SOURCE INFORMATION:
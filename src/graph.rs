use std::collections::HashMap;

use itertools::Itertools;
use petgraph::dot::{Config, Dot};
use petgraph::graphmap::DiGraphMap;
use petgraph::Direction;

use crate::error::BranchFault;
use crate::letters::{Alphabet, LetterSet};

/// Handle to a word in a [`WordGraph`], assigned in vocabulary order.
#[derive(Copy, Clone, Debug, Eq, PartialEq, Hash, Ord, PartialOrd)]
pub struct WordId(pub(crate) u32);

impl WordId {
    #[inline]
    pub(crate) fn index(self) -> usize {
        self.0 as usize
    }
}

/// A valid word together with the facts the search needs about it.
#[derive(Clone, Debug, Eq, PartialEq)]
pub(crate) struct Word {
    pub(crate) text: String,
    pub(crate) letters: LetterSet,
    first: char,
    last: char,
}

/// The directed transition graph over valid words.
///
/// There is an edge from `a` to `b` exactly when `a` and `b` are different words and `a` ends with the letter `b`
/// starts with. Successors of a word are ordered by their position in the word list the graph was built from.
#[derive(Clone, Debug)]
pub struct WordGraph {
    words: Vec<Word>,
    graph: DiGraphMap<WordId, ()>,
    alphabet: Alphabet,
    universe: LetterSet,
}

impl WordGraph {
    /// Build the graph over `valid_words`, which must already have passed [`is_valid`](crate::validator::is_valid).
    ///
    /// Words that are empty or use letters outside `alphabet` cannot take part in a chain and are skipped.
    pub fn build(valid_words: &[String], alphabet: Alphabet) -> Self {
        let words = valid_words.iter()
            .filter_map(|text| {
                let letters = alphabet.set_of(text)?;
                let first = text.chars().next()?;
                let last = text.chars().last()?;
                Some(Word { text: text.clone(), letters, first, last })
            })
            .collect_vec();

        let universe = words.iter().fold(LetterSet::EMPTY, |acc, word| acc.union(word.letters));

        // bucket by first letter; buckets keep word list order, so successor order is word list order
        let mut by_first: HashMap<char, Vec<WordId>> = HashMap::new();
        for (index, word) in words.iter().enumerate() {
            by_first.entry(word.first).or_default().push(WordId(index as u32));
        }

        let mut graph = DiGraphMap::with_capacity(words.len(), words.len());
        for (index, word) in words.iter().enumerate() {
            let from = WordId(index as u32);
            graph.add_node(from);

            for to in by_first.get(&word.last).into_iter().flatten() {
                // no self loops, even for words like "AREA"
                if *to != from {
                    graph.add_edge(from, *to, ());
                }
            }
        }

        Self { words, graph, alphabet, universe }
    }

    /// Every letter used by some word in the graph; the coverage target of a solve by default.
    pub fn letter_universe(&self) -> LetterSet {
        self.universe
    }

    /// The alphabet word letter sets are indexed by.
    pub fn alphabet(&self) -> &Alphabet {
        &self.alphabet
    }

    /// Number of words, i.e. nodes.
    pub fn word_count(&self) -> usize {
        self.words.len()
    }

    /// Number of transitions.
    pub fn edge_count(&self) -> usize {
        self.graph.edge_count()
    }

    /// Whether the graph has no words.
    pub fn is_empty(&self) -> bool {
        self.words.is_empty()
    }

    /// All word handles, in word list order.
    pub fn word_ids(&self) -> impl Iterator<Item=WordId> + '_ {
        (0..self.words.len()).map(|index| WordId(index as u32))
    }

    /// Look up the handle for `text`.
    pub fn id_of(&self, text: &str) -> Option<WordId> {
        self.words.iter()
            .position(|word| word.text == text)
            .map(|index| WordId(index as u32))
    }

    /// The text of word `id`, if it is in the graph.
    pub fn text(&self, id: WordId) -> Option<&str> {
        self.words.get(id.index()).map(|word| word.text.as_str())
    }

    /// The letters of word `id`, if it is in the graph.
    pub fn letters(&self, id: WordId) -> Option<LetterSet> {
        self.words.get(id.index()).map(|word| word.letters)
    }

    /// Ordered successors of `id`.
    ///
    /// Fails with [`BranchFault::UnknownWord`] if `id` does not belong to this graph.
    pub fn successors(&self, id: WordId) -> Result<impl Iterator<Item=WordId> + '_, BranchFault> {
        if !self.graph.contains_node(id) {
            return Err(BranchFault::UnknownWord(id));
        }

        Ok(self.graph.neighbors_directed(id, Direction::Outgoing))
    }

    /// Successors of `text` as text, for inspection. Empty if `text` is not a node.
    pub fn successor_words(&self, text: &str) -> Vec<&str> {
        self.id_of(text)
            .and_then(|id| self.successors(id).ok())
            .into_iter()
            .flatten()
            .filter_map(|id| self.text(id))
            .collect_vec()
    }

    /// Whether `from` has an edge to `to`.
    pub fn has_edge(&self, from: &str, to: &str) -> bool {
        match (self.id_of(from), self.id_of(to)) {
            (Some(from), Some(to)) => self.graph.contains_edge(from, to),
            _ => false,
        }
    }

    /// Render the graph in Graphviz DOT, labelling each node with its word.
    pub fn to_dot(&self) -> String {
        let node_attrs = |_, (id, _)| format!("label = {:?}", self.text(id).unwrap_or_default());
        let dot = Dot::with_attr_getters(
            &self.graph,
            &[Config::EdgeNoLabel, Config::NodeNoLabel],
            &|_, _| String::new(),
            &node_attrs,
        );

        format!("{:?}", dot)
    }
}

#[cfg(test)]
mod tests {
    use itertools::Itertools;

    use crate::board::BoxConfiguration;
    use crate::validator::filter_valid_words;

    use super::WordGraph;

    fn graph_of(words: &[&str]) -> WordGraph {
        let config = BoxConfiguration::new(["AB", "CD", "EF", "GH"]);
        let valid = filter_valid_words(words, &config);
        WordGraph::build(&valid, config.alphabet().unwrap())
    }

    #[test]
    fn edges_follow_last_to_first_rule() {
        let words = ["ACE", "EGB", "EHA", "BDFH", "HAC", "CEG"];
        let graph = graph_of(&words);

        for (a, b) in words.iter().cartesian_product(words.iter()) {
            let expected = a != b && a.chars().last() == b.chars().next();
            assert_eq!(graph.has_edge(a, b), expected, "{a} -> {b}");
        }
    }

    #[test]
    fn successors_keep_word_list_order() {
        let graph = graph_of(&["ACE", "EHA", "EGB", "EDA"]);
        assert_eq!(graph.successor_words("ACE"), vec!["EHA", "EGB", "EDA"]);
        assert_eq!(graph.successor_words("EHA"), vec!["ACE"]);
    }

    #[test]
    fn no_self_loops() {
        let graph = graph_of(&["ACA", "AEA"]);
        assert!(!graph.has_edge("ACA", "ACA"));
        assert!(graph.has_edge("ACA", "AEA"));
        assert!(graph.has_edge("AEA", "ACA"));
        assert_eq!(graph.edge_count(), 2);
    }

    #[test]
    fn universe_is_union_of_valid_words() {
        let graph = graph_of(&["ACE", "ACD", "EGB"]);
        let universe = graph.alphabet().letters_of(graph.letter_universe());
        assert_eq!(universe.into_iter().sorted().collect::<String>(), "ABCEG");
    }

    #[test]
    fn empty_graph() {
        let graph = graph_of(&[]);
        assert!(graph.is_empty());
        assert!(graph.letter_universe().is_empty());
        assert_eq!(graph.edge_count(), 0);
    }

    #[test]
    fn dot_lists_every_edge() {
        let graph = graph_of(&["ACE", "EGB", "EHA"]);
        let dot = graph.to_dot();
        assert!(dot.starts_with("digraph"));
        assert!(dot.contains("\"EGB\""));
        assert_eq!(dot.matches("->").count(), graph.edge_count());
    }
}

EXERCISE BRIEF: The answer should consist of the lines from the first line of the entries through the line with "in vocabulary order.", copied exactly.

RESULT FOR THIS TASK:
filename src/graph.rs
use std::collections::HashMap;

use itertools::Itertools;
use petgraph::dot::{Config, Dot};
use petgraph::graphmap::DiGraphMap;
use petgraph::Direction;

use crate::error::BranchFault;
use crate::letters::{Alphabet, LetterSet};

/// Handle to a word in a [`WordGraph`], assigned in vocabulary order.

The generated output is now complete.